### Assignment
Return only the number of lines in the material below holding the string "read".
----- Material provided -----
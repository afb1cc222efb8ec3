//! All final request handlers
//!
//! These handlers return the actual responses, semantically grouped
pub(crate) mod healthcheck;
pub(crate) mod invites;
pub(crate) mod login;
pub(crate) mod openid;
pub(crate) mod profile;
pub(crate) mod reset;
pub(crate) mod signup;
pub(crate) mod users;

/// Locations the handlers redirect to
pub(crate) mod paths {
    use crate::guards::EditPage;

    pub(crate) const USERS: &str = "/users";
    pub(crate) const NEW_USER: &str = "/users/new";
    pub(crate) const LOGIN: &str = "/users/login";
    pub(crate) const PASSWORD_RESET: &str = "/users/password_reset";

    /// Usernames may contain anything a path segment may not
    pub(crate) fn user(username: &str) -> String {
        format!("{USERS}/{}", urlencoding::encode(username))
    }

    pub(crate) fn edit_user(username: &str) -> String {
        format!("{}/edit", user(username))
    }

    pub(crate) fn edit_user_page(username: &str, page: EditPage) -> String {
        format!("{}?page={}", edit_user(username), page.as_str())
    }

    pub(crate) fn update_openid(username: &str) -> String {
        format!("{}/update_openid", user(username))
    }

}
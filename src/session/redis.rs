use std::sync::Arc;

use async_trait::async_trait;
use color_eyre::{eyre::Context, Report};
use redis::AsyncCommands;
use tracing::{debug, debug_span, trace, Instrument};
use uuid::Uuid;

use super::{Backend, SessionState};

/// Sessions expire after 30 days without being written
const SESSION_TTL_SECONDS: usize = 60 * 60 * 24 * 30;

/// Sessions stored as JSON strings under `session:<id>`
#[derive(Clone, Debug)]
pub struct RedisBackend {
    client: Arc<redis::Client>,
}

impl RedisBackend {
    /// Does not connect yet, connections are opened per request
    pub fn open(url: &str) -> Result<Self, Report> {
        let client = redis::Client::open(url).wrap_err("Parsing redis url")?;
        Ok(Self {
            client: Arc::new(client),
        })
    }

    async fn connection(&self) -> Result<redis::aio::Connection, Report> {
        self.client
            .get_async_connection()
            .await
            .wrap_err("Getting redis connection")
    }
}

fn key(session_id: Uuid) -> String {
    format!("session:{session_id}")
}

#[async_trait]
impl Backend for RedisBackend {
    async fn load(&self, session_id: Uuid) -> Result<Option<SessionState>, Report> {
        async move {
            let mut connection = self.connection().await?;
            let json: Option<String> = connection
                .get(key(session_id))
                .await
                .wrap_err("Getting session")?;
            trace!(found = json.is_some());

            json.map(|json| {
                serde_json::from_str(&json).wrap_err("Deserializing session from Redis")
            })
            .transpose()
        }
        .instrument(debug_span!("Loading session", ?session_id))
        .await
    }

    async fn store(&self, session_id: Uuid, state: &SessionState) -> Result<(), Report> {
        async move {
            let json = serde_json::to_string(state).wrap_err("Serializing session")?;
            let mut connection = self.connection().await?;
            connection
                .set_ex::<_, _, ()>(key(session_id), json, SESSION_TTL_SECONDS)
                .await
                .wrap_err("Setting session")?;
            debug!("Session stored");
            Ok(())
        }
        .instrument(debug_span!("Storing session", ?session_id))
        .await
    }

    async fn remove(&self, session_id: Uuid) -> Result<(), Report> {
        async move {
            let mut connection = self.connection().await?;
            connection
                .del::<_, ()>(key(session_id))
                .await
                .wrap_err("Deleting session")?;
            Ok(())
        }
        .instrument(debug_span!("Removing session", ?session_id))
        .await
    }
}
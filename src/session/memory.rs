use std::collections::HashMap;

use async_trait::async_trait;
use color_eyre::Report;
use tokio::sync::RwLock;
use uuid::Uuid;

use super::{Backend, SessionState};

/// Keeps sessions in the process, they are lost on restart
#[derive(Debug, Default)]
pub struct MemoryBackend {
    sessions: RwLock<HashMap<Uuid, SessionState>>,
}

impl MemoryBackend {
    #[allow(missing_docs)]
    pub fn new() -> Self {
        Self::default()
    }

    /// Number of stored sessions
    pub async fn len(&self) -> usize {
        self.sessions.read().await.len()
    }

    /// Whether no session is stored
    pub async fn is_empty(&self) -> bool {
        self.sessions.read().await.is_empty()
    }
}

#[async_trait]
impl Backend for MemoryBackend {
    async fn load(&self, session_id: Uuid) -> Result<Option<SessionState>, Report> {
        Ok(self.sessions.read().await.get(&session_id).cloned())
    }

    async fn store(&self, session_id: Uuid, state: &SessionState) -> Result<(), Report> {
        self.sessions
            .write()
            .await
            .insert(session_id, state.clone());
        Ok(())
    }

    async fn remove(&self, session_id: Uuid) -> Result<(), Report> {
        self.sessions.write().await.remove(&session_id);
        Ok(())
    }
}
-----
### Exercise answer
3